The other day I came across a story about Francis Joel Smith and his adoptive family … a perfect story for Sunday as both have shown remarkable characteristics that we all can admire and praise.
Francis Joel Smith told The Epoch Times: “At my birth, doctors thought I would die soon, and if I lived, I would be mentally retarded and unable to lead a normal life without hearing or speech due to my facial deformities.”
Smith, who was named Hugh Dermot O’Connor, was born in Fort Wayne, Indiana, with no ears, eye sockets, or cheekbones, a cleft palate, and jaw deformities. Shortly after his birth, he needed emergency surgery to open his airway so that he could breathe. Bloomington Hospital transferred the baby boy to Riley Hospital for Children in Indianapolis where doctors performed his surgery.
Once he was stable, he was diagnosed with the most severe form of Treacher Collins syndrome his doctors had ever seen.
Smith’s biological parents were academics from Ireland visiting the United States to do a sabbatical at Indiana University in Bloomington. As they couldn’t handle his serious medical needs or take him back home in his condition, they gave him up to the state of Indiana.

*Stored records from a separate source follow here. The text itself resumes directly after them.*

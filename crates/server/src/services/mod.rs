//! Application services layer - use cases and business rules.
//!
//! Services depend on the [`UnitOfWork`](crate::infra::UnitOfWork) trait
//! for repository access and are exposed to handlers as trait objects.

mod auth_service;
pub mod container;
mod dashboard_service;
mod rating_service;
mod store_service;
mod user_service;

#[cfg(test)]
pub(crate) mod test_support;

pub use container::{ServiceContainer, Services};

pub use auth_service::{AuthService, Authenticator, Claims, LoginResponse, Signup};
pub use dashboard_service::{Dashboard, DashboardService, DashboardStats};
pub use rating_service::{RatingManager, RatingService, RatingView, StoreSummary};
pub use store_service::{
    NewStore, StoreManager, StoreRatingEntry, StoreRatings, StoreService, StoreView,
};
pub use user_service::{normalize_email, NewUser, UserDetail, UserManager, UserService};

#[cfg(any(test, feature = "test-utils"))]
pub use container::MockServiceContainer;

He was abandoned by his birth parents. However, he got a second chance at life when he was adopted by a Christian family who supported him through surgeries, an autism diagnosis, brutal bullying, and countless battles for acceptance.
For the first three years of his life, Smith was fostered by an elderly African-American woman in Indianapolis who had an arrangement with Riley Hospital to care for sick babies. Just before Smith’s third birthday, the state found a Fort Wayne family who agreed to long-term foster care with the goal of adoption.
The Smiths already had nine adopted children with special needs, after losing a dozen babies to stillbirth, and would adopt another after Smith. They changed his name from Hugh Dermot to Francis Joel, named after St. Francis of Assisi, and finalized the adoption when Smith turned 14.
“I was always stared at when out in public with my parents or in school,” Smith said. “Children were scared by my facial appearance, and adults assumed I was retarded or otherwise limited, and even pitied me … my parents and I often faced discrimination and exclusion from schools, churches, and other places that could not handle my condition.”
Smith was crushed by bullies and underestimated by his teachers. It wasn’t until he transferred to an “academically rigorous” high school that he was seen as being a gifted student. “I gained confidence, and accepted my condition as part of my life and identity,” he said.
To date, Smith has undergone 30 craniofacial reconstructive surgeries including cleft palate repairs, reconstruction of his lower eye sockets and cheekbones, multiple major upper and lower jaw reconstructions, building outer ears, and multiple bone-conduction hearing aid implants.
After studying biology at Purdue University for a bachelor’s and master’s, Smith applied to medical school but did not get in. He believes that God showed him another direction: a biomedical sciences program at King’s College London in England.
Smith said: “I had my first opportunity to study craniofacial science and do laboratory research in craniofacial genetics and embryology. This proved to be the right fit for me, as my professors encouraged me to go on to pursue a Ph.D. This I did at the University of California, San Francisco.”
Over the years, Smith has been speaking and lecturing on his condition and similar conditions to students, colleagues, and medical professionals around the world, including the United States, Canada, the UK, Europe, Brazil, Australia, and New Zealand.
He said: “The most inspiring feedback I have received from my speaking and lecturing is that sharing my life story has encouraged families of those with craniofacial differences and students, faculty, colleagues, and professionals have all said that I bring life to the subject with my own life experiences and thus have made my teaching memorable and inspiring.”
Francis Joel Smith, a truly admirable individual as are his adoptive parents, the Smith Family!